In the crowd are Timur, the old deposed and exiled Tartar King and Liù, the gentle and faithful slave-girl who chose to accompany him in his wanderings. When the girl calls for help for the old man who has been pushed, a young man comes forward to offer his assistance. It is Prince Calaf, Timur's son, who is also a fugitive in exile. They recognize each other and are reunited. As the execution procession advances, they exchange stories and Timur tells of his escape and Liù's generous assistance. When Calaf gratefully asks her the reason for such a sacrifice, Liù shyly reveals her secret: one day the Prince had smiled at her and since that day her life had been devoted to him. In the meantime the executioner sharpens the blade for the beheading and the crowd impatiently awaits the rising of the moon. At last a pale silver light in the sky and the procession leads the Prince of Persia to the place of execution.
At the sight of such a young and good-looking prince, the crowd's thirst for blood turns to pity: it calls on Turandot to spare him. Calaf himself curses the Princess for her cruelty, but the moment she appears his indignation dies on his lips. In the moonlight the beautiful Turandot is a heavenly creature, and Calaf cannot help but rapturously express his wonder. With a mere gesture Turandot denies her pardon, and orders the execution to take place.
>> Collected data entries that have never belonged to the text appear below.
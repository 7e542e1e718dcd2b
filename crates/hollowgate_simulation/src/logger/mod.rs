//! Глобальный logger симуляции.
//!
//! Host engine может установить свой printer (UI console, файл),
//! headless прогоны используют ConsoleLogger.

use once_cell::sync::Lazy;
use std::sync::Mutex;

// Потокобезопасный глобальный sink (static, Arc не нужен)
static LOGGER: Lazy<Mutex<Option<Box<dyn LogPrinter>>>> = Lazy::new(|| Mutex::new(None));

static LOGGER_LEVEL: Lazy<Mutex<LogLevel>> = Lazy::new(|| Mutex::new(LogLevel::Debug));

#[derive(Debug, Clone, Copy, PartialEq, Eq, PartialOrd, Ord)]
pub enum LogLevel {
    Debug = 0,
    Info = 1,
    Warning = 2,
    Error = 3,
}

impl LogLevel {
    pub fn as_str(&self) -> &'static str {
        match self {
            LogLevel::Debug => "DEBUG",
            LogLevel::Info => "INFO",
            LogLevel::Warning => "WARNING",
            LogLevel::Error => "ERROR",
        }
    }
}

pub trait LogPrinter: Send + Sync {
    fn log(&self, level: LogLevel, message: &str);
}

pub fn set_logger(logger: Box<dyn LogPrinter>) {
    *LOGGER.lock().unwrap() = Some(logger);
}

pub fn set_logger_if_needed(logger: Box<dyn LogPrinter>) {
    let mut guard = LOGGER.lock().unwrap();
    if guard.is_none() {
        *guard = Some(logger);
    }
}

pub fn set_log_level(level: LogLevel) {
    *LOGGER_LEVEL.lock().unwrap() = level;
}

pub fn log(message: &str) {
    log_with_level(LogLevel::Debug, message);
}

pub fn log_info(message: &str) {
    log_with_level(LogLevel::Info, message);
}

pub fn log_warning(message: &str) {
    log_with_level(LogLevel::Warning, message);
}

pub fn log_error(message: &str) {
    log_with_level(LogLevel::Error, message);
}

pub fn log_with_level(level: LogLevel, message: &str) {
    if level < *LOGGER_LEVEL.lock().unwrap() {
        return;
    }

    // Timestamp добавляем здесь, а не в printer'е
    if let Some(logger) = LOGGER.lock().unwrap().as_ref() {
        let timestamp = chrono::Local::now().format("%Y-%m-%d %H:%M:%S%.3f");
        logger.log(level, &format!("[{}] {}", timestamp, message));
    }
}

pub struct ConsoleLogger;

impl LogPrinter for ConsoleLogger {
    fn log(&self, level: LogLevel, message: &str) {
        println!("[{}] {}", level.as_str(), message);
    }
}

pub fn init_logger() {
    set_logger_if_needed(Box::new(ConsoleLogger));
}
The grim procession is resumed, and the crowd follows behind.
Calaf however is overwhelmed by Turandot's beauty and remains rooted to the spot. Timur and Liù, who also stayed behind with him, vainly warn him of the dangers of such an infatuation. Calaf, however, pays no heed and calls out Turandot's name, only to hear it eerily echoed in the Prince of Persia's last cry before the axe drops. Calaf hesitates for a moment, but then approaches the gong to announce his intention to be put to the test. The way, however, is barred by three grotesque figures (Ping, Pang and Pong, the Imperial ministers) who block his passage and attempt to dissuade him by describing the gruelling punishments reserved for those who fail. Calaf still does not yield.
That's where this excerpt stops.